EXERCISE:
From the entries below, copy exactly the lines from the one that contains "1], vec![0, 0, 0]]);" through the one that contains "and an empty", both included, and only those.

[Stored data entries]
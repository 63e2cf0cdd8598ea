//! The literal three-tile end-to-end scenario from spec §8: a single
//! `cells(1)` call on one tile cascades a full round across all three.

use std::thread;
use tilelife::{Direction, Worker};

#[test]
fn three_tiles_converge_on_generation_one_from_a_single_call() {
    let center = Worker::start(vec![vec![0, 1, 0], vec![0, 0, 0], vec![0, 0, 1]]).unwrap();
    let up = Worker::start(vec![vec![0, 0, 0], vec![0, 0, 0], vec![1, 0, 1]]).unwrap();
    let right = Worker::start(vec![vec![1, 0, 0], vec![0, 1, 0], vec![0, 0, 0]]).unwrap();

    center.connect(&up, Direction::Up).unwrap();
    center.connect(&right, Direction::Right).unwrap();
    right.connect(&up, Direction::UpLeft).unwrap();

    thread::scope(|scope| {
        let up_handle = scope.spawn(|| up.wait_for_cells(1).unwrap());
        let right_handle = scope.spawn(|| right.wait_for_cells(1).unwrap());

        let center_cells = center.cells(Some(1)).unwrap();
        assert_eq!(center_cells, vec![vec![0, 1, 1], vec![0, 0, 1], vec![0, 0, 0]]);

        let up_cells = up_handle.join().unwrap();
        assert_eq!(up_cells, vec![vec![0, 0, 0], vec![0, 0, 0], vec![0, 1, 1]]);

        let right_cells = right_handle.join().unwrap();
        assert_eq!(right_cells, vec![vec![1, 0, 0], vec![1, 0, 0], vec![0, 0, 0]]);
    });
}
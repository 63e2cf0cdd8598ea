//! Pairing two workers as neighbors before either one starts exchanging
//! borders (spec §4.4).

use crate::direction::Direction;
use crate::error::{Error, Result};
use crate::worker::{monitor::NeighborAddr, Worker};
use std::sync::Arc;

/// Record `b` as `a`'s neighbor in `direction`, and symmetrically `a` as
/// `b`'s neighbor in `direction.opposite()`.
///
/// Only valid before either worker has processed a border message: this is
/// checked conservatively, per spec §9, as `iteration == 0` and an empty
/// `pending_borders`. Adding a second neighbor for a direction that is
/// already wired is a contract error (spec §4.3.1).
pub fn connect(a: &Worker, b: &Worker, direction: Direction) -> Result<()> {
    let swap = Arc::as_ptr(&a.state) as usize > Arc::as_ptr(&b.state) as usize;

    // Lock in a stable order (by the address of the shared state) so two
    // concurrent `connect` calls naming the same pair of workers in
    // opposite order can never deadlock on each other's mutex.
    let (mut lower_guard, mut higher_guard) = if swap {
        (b.state.monitor.lock(), a.state.monitor.lock())
    } else {
        (a.state.monitor.lock(), b.state.monitor.lock())
    };

    for guard in [&lower_guard, &higher_guard] {
        if guard.iteration != 0 || !guard.pending_borders.is_empty() {
            return Err(Error::contract(
                "cannot wire neighbors after a worker has begun iterating",
            ));
        }
    }

    let (a_guard, b_guard) = if swap {
        (&mut higher_guard, &mut lower_guard)
    } else {
        (&mut lower_guard, &mut higher_guard)
    };

    if a_guard.neighbors.contains_key(&direction) {
        return Err(Error::contract(format!(
            "{direction} neighbor is already wired"
        )));
    }
    let opposite = direction.opposite();
    if b_guard.neighbors.contains_key(&opposite) {
        return Err(Error::contract(format!(
            "{opposite} neighbor is already wired"
        )));
    }

    a_guard.neighbors.insert(
        direction,
        NeighborAddr {
            host: b.host.clone(),
            border_port: b.border_port,
        },
    );
    b_guard.neighbors.insert(
        opposite,
        NeighborAddr {
            host: a.host.clone(),
            border_port: a.border_port,
        },
    );

    Ok(())
}

/// Wire `direction` to a neighbor reachable at `host:border_port`, without a
/// local handle to the other side (spec §4.4's one-sided form, used when the
/// neighbor is a separate `tile_worker` process started independently — each
/// side of the pair is wired by its own CLI invocation).
///
/// Unlike [`connect`], this only touches `worker`'s own neighbor map; the
/// caller is responsible for wiring the opposite direction on the other
/// process.
pub fn connect_remote(worker: &Worker, direction: Direction, host: String, border_port: u16) -> Result<()> {
    let mut guard = worker.state.monitor.lock();

    if guard.iteration != 0 || !guard.pending_borders.is_empty() {
        return Err(Error::contract(
            "cannot wire neighbors after a worker has begun iterating",
        ));
    }

    if guard.neighbors.contains_key(&direction) {
        return Err(Error::contract(format!(
            "{direction} neighbor is already wired"
        )));
    }

    guard
        .neighbors
        .insert(direction, NeighborAddr { host, border_port });
    Ok(())
}
//! The eight compass directions a tile can have a neighbor in.

use serde::{Deserialize, Serialize};
use std::fmt;

/// One of the eight directions a neighboring tile can sit in, relative to
/// this tile. Corners (`UPLEFT`, `UPRIGHT`, `DOWNLEFT`, `DOWNRIGHT`) carry a
/// single-cell border; edges carry a full row or column.
#[derive(Debug, Clone, Copy, PartialEq, Eq, Hash, Serialize, Deserialize)]
pub enum Direction {
    #[serde(rename = "UP")]
    Up,
    #[serde(rename = "UPRIGHT")]
    UpRight,
    #[serde(rename = "RIGHT")]
    Right,
    #[serde(rename = "DOWNRIGHT")]
    DownRight,
    #[serde(rename = "DOWN")]
    Down,
    #[serde(rename = "DOWNLEFT")]
    DownLeft,
    #[serde(rename = "LEFT")]
    Left,
    #[serde(rename = "UPLEFT")]
    UpLeft,
}

impl Direction {
    /// All eight directions, in no particular order other than stability.
    pub const ALL: [Direction; 8] = [
        Direction::Up,
        Direction::UpRight,
        Direction::Right,
        Direction::DownRight,
        Direction::Down,
        Direction::DownLeft,
        Direction::Left,
        Direction::UpLeft,
    ];

    /// The direction's wire-format tag, as used on `border_port` (spec §6).
    pub const fn tag(self) -> &'static str {
        match self {
            Direction::Up => "UP",
            Direction::UpRight => "UPRIGHT",
            Direction::Right => "RIGHT",
            Direction::DownRight => "DOWNRIGHT",
            Direction::Down => "DOWN",
            Direction::DownLeft => "DOWNLEFT",
            Direction::Left => "LEFT",
            Direction::UpLeft => "UPLEFT",
        }
    }

    /// Parse a wire-format tag back into a `Direction`. Unknown tags are a
    /// contract violation, not a panic.
    pub fn from_tag(tag: &str) -> Option<Direction> {
        Direction::ALL.into_iter().find(|d| d.tag() == tag)
    }

    /// The direction's mirror image: `opposite(opposite(d)) == d`.
    ///
    /// Built from the four canonical pairs rather than written out twice,
    /// so the bijection can't drift out of sync with itself.
    pub fn opposite(self) -> Direction {
        const PAIRS: [(Direction, Direction); 4] = [
            (Direction::Up, Direction::Down),
            (Direction::UpRight, Direction::DownLeft),
            (Direction::Right, Direction::Left),
            (Direction::DownRight, Direction::UpLeft),
        ];
        for (a, b) in PAIRS {
            if self == a {
                return b;
            }
            if self == b {
                return a;
            }
        }
        unreachable!("every direction appears in PAIRS")
    }

    /// Whether this direction's border is a single corner cell rather than
    /// a full edge.
    pub const fn is_corner(self) -> bool {
        matches!(
            self,
            Direction::UpRight | Direction::DownRight | Direction::DownLeft | Direction::UpLeft
        )
    }
}

impl fmt::Display for Direction {
    fn fmt(&self, f: &mut fmt::Formatter<'_>) -> fmt::Result {
        f.write_str(self.tag())
    }
}
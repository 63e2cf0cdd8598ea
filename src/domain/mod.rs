mod grid;
mod patterns;

pub use grid::Grid;
pub use patterns::{presets, Pattern};
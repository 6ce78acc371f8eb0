//! Fan-out listener.

use super::{ExtraMap, ProducerListener};
use crate::context::RequestContext;
use std::panic::{catch_unwind, AssertUnwindSafe};
use std::sync::Arc;
use tracing::warn;

/// Forwards every event to a list of listeners.
///
/// A listener that panics is logged and skipped; the remaining listeners
/// still receive the event.
#[derive(Default, Clone)]
pub struct ForwardingProducerListener {
    listeners: Vec<Arc<dyn ProducerListener>>,
}

impl ForwardingProducerListener {
    /// Creates a forwarding listener over `listeners`.
    #[must_use]
    pub fn new(listeners: Vec<Arc<dyn ProducerListener>>) -> Self {
        Self { listeners }
    }

    /// Adds a listener.
    #[must_use]
    pub fn with(mut self, listener: Arc<dyn ProducerListener>) -> Self {
        self.listeners.push(listener);
        self
    }

    /// Returns the number of wrapped listeners.
    #[must_use]
    pub fn len(&self) -> usize {
        self.listeners.len()
    }

    /// Returns true if no listener is wrapped.
    #[must_use]
    pub fn is_empty(&self) -> bool {
        self.listeners.is_empty()
    }

    fn for_each(&self, method: &str, f: impl Fn(&dyn ProducerListener)) {
        for listener in &self.listeners {
            if catch_unwind(AssertUnwindSafe(|| f(listener.as_ref()))).is_err() {
                warn!(method, "Producer listener panicked");
            }
        }
    }
}

impl std::fmt::Debug for ForwardingProducerListener {
    fn fmt(&self, f: &mut std::fmt::Formatter<'_>) -> std::fmt::Result {
        f.debug_struct("ForwardingProducerListener")
            .field("listeners", &self.listeners.len())
            .finish()
    }
}

impl ProducerListener for ForwardingProducerListener {
    fn on_request_start(&self, ctx: &RequestContext) {
        self.for_each("on_request_start", |l| l.on_request_start(ctx));
    }

    fn on_producer_start(&self, ctx: &RequestContext, producer: &str) {
        self.for_each("on_producer_start", |l| l.on_producer_start(ctx, producer));
    }

    fn on_producer_event(&self, ctx: &RequestContext, producer: &str, event: &str) {
        self.for_each("on_producer_event", |l| l.on_producer_event(ctx, producer, event));
    }

    fn on_producer_finish_with_success(
        &self,
        ctx: &RequestContext,
        producer: &str,
        extras: Option<ExtraMap>,
    ) {
        self.for_each("on_producer_finish_with_success", |l| {
            l.on_producer_finish_with_success(ctx, producer, extras.clone());
        });
    }

    fn on_producer_finish_with_failure(
        &self,
        ctx: &RequestContext,
        producer: &str,
        error: &anyhow::Error,
        extras: Option<ExtraMap>,
    ) {
        self.for_each("on_producer_finish_with_failure", |l| {
            l.on_producer_finish_with_failure(ctx, producer, error, extras.clone());
        });
    }

    fn on_producer_finish_with_cancellation(
        &self,
        ctx: &RequestContext,
        producer: &str,
        extras: Option<ExtraMap>,
    ) {
        self.for_each("on_producer_finish_with_cancellation", |l| {
            l.on_producer_finish_with_cancellation(ctx, producer, extras.clone());
        });
    }

    fn on_ultimate_producer_reached(&self, ctx: &RequestContext, producer: &str, successful: bool) {
        self.for_each("on_ultimate_producer_reached", |l| {
            l.on_ultimate_producer_reached(ctx, producer, successful);
        });
    }

    fn on_request_cancellation(&self, ctx: &RequestContext) {
        self.for_each("on_request_cancellation", |l| l.on_request_cancellation(ctx));
    }

    fn requires_extra_map(&self, ctx: &RequestContext, producer: &str) -> bool {
        self.listeners
            .iter()
            .any(|l| l.requires_extra_map(ctx, producer))
    }
}

#[cfg(test)]
mod tests {
    use super::*;
    use crate::listener::{CollectingProducerListener, NoOpProducerListener};
    use crate::testing::TestRequest;

    struct PanickingListener;

    impl ProducerListener for PanickingListener {
        fn on_producer_start(&self, _ctx: &RequestContext, _producer: &str) {
            panic!("listener bug");
        }
    }

    #[test]
    fn test_forwards_to_all() {
        let a = Arc::new(CollectingProducerListener::new());
        let b = Arc::new(CollectingProducerListener::new());
        let forwarding = ForwardingProducerListener::new(vec![a.clone() as Arc<dyn ProducerListener>, b.clone()]);
        let ctx = TestRequest::new().build();

        forwarding.on_producer_start(&ctx, "fetch");
        forwarding.on_request_cancellation(&ctx);

        assert_eq!(a.len(), 2);
        assert_eq!(b.len(), 2);
        assert_eq!(forwarding.len(), 2);
    }

    #[test]
    fn test_panicking_listener_isolated() {
        let collecting = Arc::new(CollectingProducerListener::new());
        let forwarding = ForwardingProducerListener::default()
            .with(Arc::new(PanickingListener))
            .with(collecting.clone());
        let ctx = TestRequest::new().build();

        forwarding.on_producer_start(&ctx, "fetch");
        assert_eq!(collecting.len(), 1);
    }

    #[test]
    fn test_requires_extra_map_any() {
        let ctx = TestRequest::new().build();
        let noop_only = ForwardingProducerListener::default().with(Arc::new(NoOpProducerListener));
        assert!(!noop_only.requires_extra_map(&ctx, "fetch"));

        let mixed = noop_only.with(Arc::new(CollectingProducerListener::new()));
        assert!(mixed.requires_extra_map(&ctx, "fetch"));
    }
}
//! Request context for producer chains.
//!
//! This module provides:
//! - The per-request `RequestContext` shared by every producer
//! - The thread-safe `ExtraDataBag` for diagnostic and provenance metadata
//! - The `HasExtraData` trait and well-known extra keys

mod extra;
mod request_context;

pub use extra::{keys, ExtraDataBag, HasExtraData};
pub use request_context::{CallerContext, RequestContext, RequestContextBuilder};
//! Global tracing subscriber setup.

use tracing_subscriber::layer::SubscriberExt;
use tracing_subscriber::util::SubscriberInitExt;
use tracing_subscriber::{fmt, EnvFilter};

/// Environment variable read before `RUST_LOG`.
pub const LOG_ENV_VAR: &str = "IMAGEPIPE_LOG";

/// Output format of the installed subscriber.
#[derive(Debug, Clone, Copy, PartialEq, Eq, Default)]
pub enum LogFormat {
    /// Human-readable output.
    #[default]
    Pretty,
    /// One JSON object per line.
    Json,
}

/// Builds the filter from `IMAGEPIPE_LOG`, then `RUST_LOG`, then `info`.
#[must_use]
pub fn env_filter() -> EnvFilter {
    EnvFilter::try_from_env(LOG_ENV_VAR)
        .or_else(|_| EnvFilter::try_from_default_env())
        .unwrap_or_else(|_| EnvFilter::new("info"))
}

/// Installs a global subscriber.
///
/// Returns false if a global subscriber was already installed.
pub fn init_tracing(format: LogFormat) -> bool {
    let registry = tracing_subscriber::registry().with(env_filter());
    let result = match format {
        LogFormat::Pretty => registry.with(fmt::layer().with_target(true)).try_init(),
        LogFormat::Json => registry
            .with(fmt::layer().json().with_current_span(false))
            .try_init(),
    };
    result.is_ok()
}
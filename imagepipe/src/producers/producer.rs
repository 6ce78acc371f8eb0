//! Producer trait and implementations.

use super::consumer::{Consumer, ConsumerStatus};
use crate::context::RequestContext;
use async_trait::async_trait;
use std::fmt::Debug;
use std::future::Future;
use std::sync::Arc;

/// One stage of an image request.
///
/// A producer delivers its output to `consumer` and reads request
/// parameters from `ctx`. Cancellation is cooperative: producers check
/// [`RequestContext::is_cancellation_requested`] or register callbacks and
/// then call [`Consumer::on_cancellation`].
#[async_trait]
pub trait Producer<T: Send + 'static>: Send + Sync {
    /// Returns the name used in listener events.
    fn name(&self) -> &str;

    /// Starts producing results for the request.
    async fn produce_results(&self, consumer: Arc<dyn Consumer<T>>, ctx: Arc<RequestContext>);
}

/// A producer built from an async closure.
pub struct FnProducer<F> {
    name: String,
    func: F,
}

impl<F> FnProducer<F> {
    /// Creates a new function-based producer.
    pub fn new(name: impl Into<String>, func: F) -> Self {
        Self {
            name: name.into(),
            func,
        }
    }
}

impl<F> Debug for FnProducer<F> {
    fn fmt(&self, f: &mut std::fmt::Formatter<'_>) -> std::fmt::Result {
        f.debug_struct("FnProducer")
            .field("name", &self.name)
            .finish()
    }
}

#[async_trait]
impl<T, F, Fut> Producer<T> for FnProducer<F>
where
    T: Send + 'static,
    F: Fn(Arc<dyn Consumer<T>>, Arc<RequestContext>) -> Fut + Send + Sync,
    Fut: Future<Output = ()> + Send,
{
    fn name(&self) -> &str {
        &self.name
    }

    async fn produce_results(&self, consumer: Arc<dyn Consumer<T>>, ctx: Arc<RequestContext>) {
        (self.func)(consumer, ctx).await;
    }
}

/// A producer that immediately delivers a fixed value as its final result.
#[derive(Debug, Clone)]
pub struct ValueProducer<T> {
    name: String,
    value: T,
}

impl<T> ValueProducer<T> {
    /// Creates a producer that always yields `value`.
    pub fn new(name: impl Into<String>, value: T) -> Self {
        Self {
            name: name.into(),
            value,
        }
    }
}

#[async_trait]
impl<T> Producer<T> for ValueProducer<T>
where
    T: Clone + Send + Sync + 'static,
{
    fn name(&self) -> &str {
        &self.name
    }

    async fn produce_results(&self, consumer: Arc<dyn Consumer<T>>, ctx: Arc<RequestContext>) {
        if ctx.is_cancellation_requested() {
            consumer.on_cancellation();
        } else {
            consumer.on_new_result(self.value.clone(), ConsumerStatus::LAST);
        }
    }
}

TASK ANSWER:
        assert_eq!(center_cells, vec![vec![0, 1, 1], vec![0, 0, 1], vec![0, 0, 0]]);

        let up_cells = up_handle.join().unwrap();
        assert_eq!(up_cells, vec![vec![0, 0, 0], vec![0, 0, 0], vec![0, 1, 1]]);

        let right_cells = right_handle.join().unwrap();
        assert_eq!(right_cells, vec![vec![1, 0, 0], vec![1, 0, 0], vec![0, 0, 0]]);
    });
}
repository 63e2cf0cdd8598ea
//! Pairing two workers as neighbors before either one starts exchanging
//! borders (spec §4.4).

use crate::direction::Direction;
use crate::error::{Error, Result};
use crate::worker::{monitor::NeighborAddr, Worker};
use std::sync::Arc;

/// Record `b` as `a`'s neighbor in `direction`, and symmetrically `a` as
/// `b`'s neighbor in `direction.opposite()`.
///
/// Only valid before either worker has processed a border message: this is
/// checked conservatively, per spec §9, as `iteration == 0` and an empty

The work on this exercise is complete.